Extracted data entries >>
Content starts
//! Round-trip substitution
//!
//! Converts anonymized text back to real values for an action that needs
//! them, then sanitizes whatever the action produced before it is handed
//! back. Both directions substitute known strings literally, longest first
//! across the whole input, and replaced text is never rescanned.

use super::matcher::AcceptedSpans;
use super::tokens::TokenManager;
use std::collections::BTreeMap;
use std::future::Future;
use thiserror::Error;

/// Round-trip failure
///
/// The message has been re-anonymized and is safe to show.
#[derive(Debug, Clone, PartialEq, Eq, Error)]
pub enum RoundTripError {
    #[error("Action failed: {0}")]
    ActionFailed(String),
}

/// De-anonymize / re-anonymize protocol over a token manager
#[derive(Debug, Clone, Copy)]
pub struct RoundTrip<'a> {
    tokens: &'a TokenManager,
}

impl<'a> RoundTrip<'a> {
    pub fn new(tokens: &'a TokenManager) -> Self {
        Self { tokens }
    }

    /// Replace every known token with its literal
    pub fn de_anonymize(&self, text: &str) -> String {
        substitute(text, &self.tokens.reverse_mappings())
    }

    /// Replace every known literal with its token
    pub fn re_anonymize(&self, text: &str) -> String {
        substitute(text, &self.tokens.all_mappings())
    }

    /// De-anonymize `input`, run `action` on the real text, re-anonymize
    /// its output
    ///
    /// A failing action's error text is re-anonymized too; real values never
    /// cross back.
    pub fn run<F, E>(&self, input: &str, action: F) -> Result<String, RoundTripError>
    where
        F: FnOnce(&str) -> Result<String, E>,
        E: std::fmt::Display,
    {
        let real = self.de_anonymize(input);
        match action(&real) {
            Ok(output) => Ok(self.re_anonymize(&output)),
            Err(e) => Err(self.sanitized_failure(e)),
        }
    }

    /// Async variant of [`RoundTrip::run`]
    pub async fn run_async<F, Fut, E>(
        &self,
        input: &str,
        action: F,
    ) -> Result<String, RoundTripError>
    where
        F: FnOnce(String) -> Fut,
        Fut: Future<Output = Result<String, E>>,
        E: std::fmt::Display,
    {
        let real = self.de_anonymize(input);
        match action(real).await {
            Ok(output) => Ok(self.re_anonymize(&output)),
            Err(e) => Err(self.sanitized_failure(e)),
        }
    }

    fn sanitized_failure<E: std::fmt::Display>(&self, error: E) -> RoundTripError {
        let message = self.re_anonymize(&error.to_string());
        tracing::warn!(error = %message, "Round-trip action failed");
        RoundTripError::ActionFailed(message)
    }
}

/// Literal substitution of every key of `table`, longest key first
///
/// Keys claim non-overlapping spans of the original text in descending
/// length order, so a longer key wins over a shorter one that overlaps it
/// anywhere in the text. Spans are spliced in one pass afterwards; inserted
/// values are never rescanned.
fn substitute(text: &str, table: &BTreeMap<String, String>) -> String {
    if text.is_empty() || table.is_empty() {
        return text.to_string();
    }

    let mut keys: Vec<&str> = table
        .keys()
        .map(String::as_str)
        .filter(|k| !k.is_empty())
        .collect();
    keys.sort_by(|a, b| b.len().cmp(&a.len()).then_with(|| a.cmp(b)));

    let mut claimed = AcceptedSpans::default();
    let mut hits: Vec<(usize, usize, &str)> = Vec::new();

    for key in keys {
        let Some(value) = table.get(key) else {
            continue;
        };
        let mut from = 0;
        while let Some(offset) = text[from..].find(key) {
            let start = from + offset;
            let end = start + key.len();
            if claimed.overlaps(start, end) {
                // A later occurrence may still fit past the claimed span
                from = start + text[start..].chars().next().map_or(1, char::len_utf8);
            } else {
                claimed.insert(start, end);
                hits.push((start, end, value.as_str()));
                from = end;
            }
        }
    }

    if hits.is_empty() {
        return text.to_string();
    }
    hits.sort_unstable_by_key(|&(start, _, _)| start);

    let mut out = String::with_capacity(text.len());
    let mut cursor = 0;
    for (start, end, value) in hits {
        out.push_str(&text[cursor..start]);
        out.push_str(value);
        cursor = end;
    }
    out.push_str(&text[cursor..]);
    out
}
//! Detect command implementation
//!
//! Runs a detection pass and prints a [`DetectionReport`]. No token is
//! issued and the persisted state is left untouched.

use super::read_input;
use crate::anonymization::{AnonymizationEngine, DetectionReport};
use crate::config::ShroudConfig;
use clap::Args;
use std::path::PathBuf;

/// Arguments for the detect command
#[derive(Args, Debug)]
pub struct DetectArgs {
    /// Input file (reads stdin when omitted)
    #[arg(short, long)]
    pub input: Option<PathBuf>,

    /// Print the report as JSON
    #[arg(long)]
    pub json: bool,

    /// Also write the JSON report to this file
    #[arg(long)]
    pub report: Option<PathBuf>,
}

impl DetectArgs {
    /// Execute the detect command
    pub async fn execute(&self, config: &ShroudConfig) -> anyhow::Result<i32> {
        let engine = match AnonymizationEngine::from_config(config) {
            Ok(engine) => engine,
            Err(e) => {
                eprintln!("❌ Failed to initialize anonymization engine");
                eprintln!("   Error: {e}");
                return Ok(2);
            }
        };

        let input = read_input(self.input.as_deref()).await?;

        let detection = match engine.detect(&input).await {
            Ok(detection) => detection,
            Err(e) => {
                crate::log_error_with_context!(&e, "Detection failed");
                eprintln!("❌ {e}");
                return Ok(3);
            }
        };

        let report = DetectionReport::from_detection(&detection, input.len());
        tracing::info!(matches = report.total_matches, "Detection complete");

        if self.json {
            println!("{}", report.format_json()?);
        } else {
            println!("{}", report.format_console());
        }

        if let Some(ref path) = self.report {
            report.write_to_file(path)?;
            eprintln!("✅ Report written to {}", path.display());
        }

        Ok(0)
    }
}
Content ends
Content starts
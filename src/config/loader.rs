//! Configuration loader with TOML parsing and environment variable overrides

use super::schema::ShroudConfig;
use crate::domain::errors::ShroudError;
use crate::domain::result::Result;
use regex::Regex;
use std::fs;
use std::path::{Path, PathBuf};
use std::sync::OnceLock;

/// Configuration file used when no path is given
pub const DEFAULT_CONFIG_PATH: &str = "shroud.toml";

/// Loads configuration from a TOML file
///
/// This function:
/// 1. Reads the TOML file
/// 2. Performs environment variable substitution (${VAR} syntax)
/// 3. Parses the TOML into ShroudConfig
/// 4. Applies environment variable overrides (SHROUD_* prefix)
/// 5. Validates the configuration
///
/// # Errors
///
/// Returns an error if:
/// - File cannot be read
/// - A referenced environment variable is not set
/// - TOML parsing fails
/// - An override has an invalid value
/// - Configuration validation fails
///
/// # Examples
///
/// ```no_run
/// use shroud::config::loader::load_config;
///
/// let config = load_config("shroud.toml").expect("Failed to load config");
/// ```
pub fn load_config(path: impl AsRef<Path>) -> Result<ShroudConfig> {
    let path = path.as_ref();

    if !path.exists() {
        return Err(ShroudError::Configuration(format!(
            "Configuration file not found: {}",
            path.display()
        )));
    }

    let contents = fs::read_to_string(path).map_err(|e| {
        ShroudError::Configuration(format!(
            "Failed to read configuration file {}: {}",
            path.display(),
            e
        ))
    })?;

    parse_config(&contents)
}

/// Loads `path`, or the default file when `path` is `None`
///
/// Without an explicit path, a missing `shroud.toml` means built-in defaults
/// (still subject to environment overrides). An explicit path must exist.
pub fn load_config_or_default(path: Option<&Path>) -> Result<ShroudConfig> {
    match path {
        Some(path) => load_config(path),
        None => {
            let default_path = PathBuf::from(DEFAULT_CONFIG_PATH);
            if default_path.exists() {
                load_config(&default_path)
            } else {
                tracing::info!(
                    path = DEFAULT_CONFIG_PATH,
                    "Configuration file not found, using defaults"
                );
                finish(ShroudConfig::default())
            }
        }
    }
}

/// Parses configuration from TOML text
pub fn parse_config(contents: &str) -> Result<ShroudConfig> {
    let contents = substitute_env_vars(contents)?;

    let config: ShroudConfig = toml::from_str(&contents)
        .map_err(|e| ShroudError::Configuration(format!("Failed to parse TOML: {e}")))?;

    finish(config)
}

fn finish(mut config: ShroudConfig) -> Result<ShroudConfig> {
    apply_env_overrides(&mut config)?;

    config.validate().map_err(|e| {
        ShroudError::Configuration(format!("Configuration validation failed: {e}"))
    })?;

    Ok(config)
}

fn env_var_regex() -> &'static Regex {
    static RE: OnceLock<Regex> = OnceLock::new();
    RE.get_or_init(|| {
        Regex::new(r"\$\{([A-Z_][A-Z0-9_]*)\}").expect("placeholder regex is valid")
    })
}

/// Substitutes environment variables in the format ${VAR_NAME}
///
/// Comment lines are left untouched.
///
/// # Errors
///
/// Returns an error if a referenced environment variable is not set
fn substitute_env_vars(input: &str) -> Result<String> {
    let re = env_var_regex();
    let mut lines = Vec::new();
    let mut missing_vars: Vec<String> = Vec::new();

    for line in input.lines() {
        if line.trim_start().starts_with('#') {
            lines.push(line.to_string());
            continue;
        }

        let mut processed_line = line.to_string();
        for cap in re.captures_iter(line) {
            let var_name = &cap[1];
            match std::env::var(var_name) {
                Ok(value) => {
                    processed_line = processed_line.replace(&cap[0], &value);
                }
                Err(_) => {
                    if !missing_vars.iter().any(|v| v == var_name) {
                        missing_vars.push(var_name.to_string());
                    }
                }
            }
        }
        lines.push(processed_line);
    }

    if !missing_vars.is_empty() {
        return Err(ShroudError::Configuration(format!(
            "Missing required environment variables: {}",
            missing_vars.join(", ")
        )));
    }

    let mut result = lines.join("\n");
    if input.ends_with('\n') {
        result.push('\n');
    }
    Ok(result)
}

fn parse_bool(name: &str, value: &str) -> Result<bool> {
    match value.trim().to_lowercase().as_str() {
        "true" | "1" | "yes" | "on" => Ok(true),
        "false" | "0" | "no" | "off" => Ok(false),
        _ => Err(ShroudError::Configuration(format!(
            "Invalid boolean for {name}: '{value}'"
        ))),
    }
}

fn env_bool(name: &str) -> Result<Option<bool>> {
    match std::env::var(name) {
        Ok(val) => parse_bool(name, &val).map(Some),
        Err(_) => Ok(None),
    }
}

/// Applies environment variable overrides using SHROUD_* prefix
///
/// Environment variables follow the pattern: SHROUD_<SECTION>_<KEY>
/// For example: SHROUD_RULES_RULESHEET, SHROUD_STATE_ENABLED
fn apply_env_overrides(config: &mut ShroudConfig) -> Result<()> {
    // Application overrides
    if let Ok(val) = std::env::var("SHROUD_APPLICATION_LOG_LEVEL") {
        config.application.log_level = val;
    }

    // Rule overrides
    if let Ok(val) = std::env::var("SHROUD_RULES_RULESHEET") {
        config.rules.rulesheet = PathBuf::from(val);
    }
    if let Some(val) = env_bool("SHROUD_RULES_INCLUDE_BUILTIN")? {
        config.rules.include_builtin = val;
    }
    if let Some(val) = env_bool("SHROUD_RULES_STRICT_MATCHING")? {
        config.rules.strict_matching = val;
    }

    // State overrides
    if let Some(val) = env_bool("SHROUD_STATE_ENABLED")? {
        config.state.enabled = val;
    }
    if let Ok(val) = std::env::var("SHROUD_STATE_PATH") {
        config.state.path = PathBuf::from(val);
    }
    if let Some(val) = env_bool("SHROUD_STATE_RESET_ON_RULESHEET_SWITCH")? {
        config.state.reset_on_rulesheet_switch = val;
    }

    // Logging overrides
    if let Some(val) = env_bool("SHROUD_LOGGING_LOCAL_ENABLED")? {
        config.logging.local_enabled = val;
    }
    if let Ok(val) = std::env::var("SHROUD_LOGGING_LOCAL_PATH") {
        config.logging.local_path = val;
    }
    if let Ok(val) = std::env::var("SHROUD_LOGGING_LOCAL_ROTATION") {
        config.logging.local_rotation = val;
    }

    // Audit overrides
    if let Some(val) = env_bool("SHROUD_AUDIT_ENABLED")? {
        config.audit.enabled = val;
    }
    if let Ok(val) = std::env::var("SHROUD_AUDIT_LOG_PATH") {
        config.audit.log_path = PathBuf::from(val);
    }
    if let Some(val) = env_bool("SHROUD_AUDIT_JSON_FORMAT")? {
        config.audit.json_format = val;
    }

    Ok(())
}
Content ends
What to do >>
Report only how many lines in the records contain the word "first".

Solution for this exercise >>
2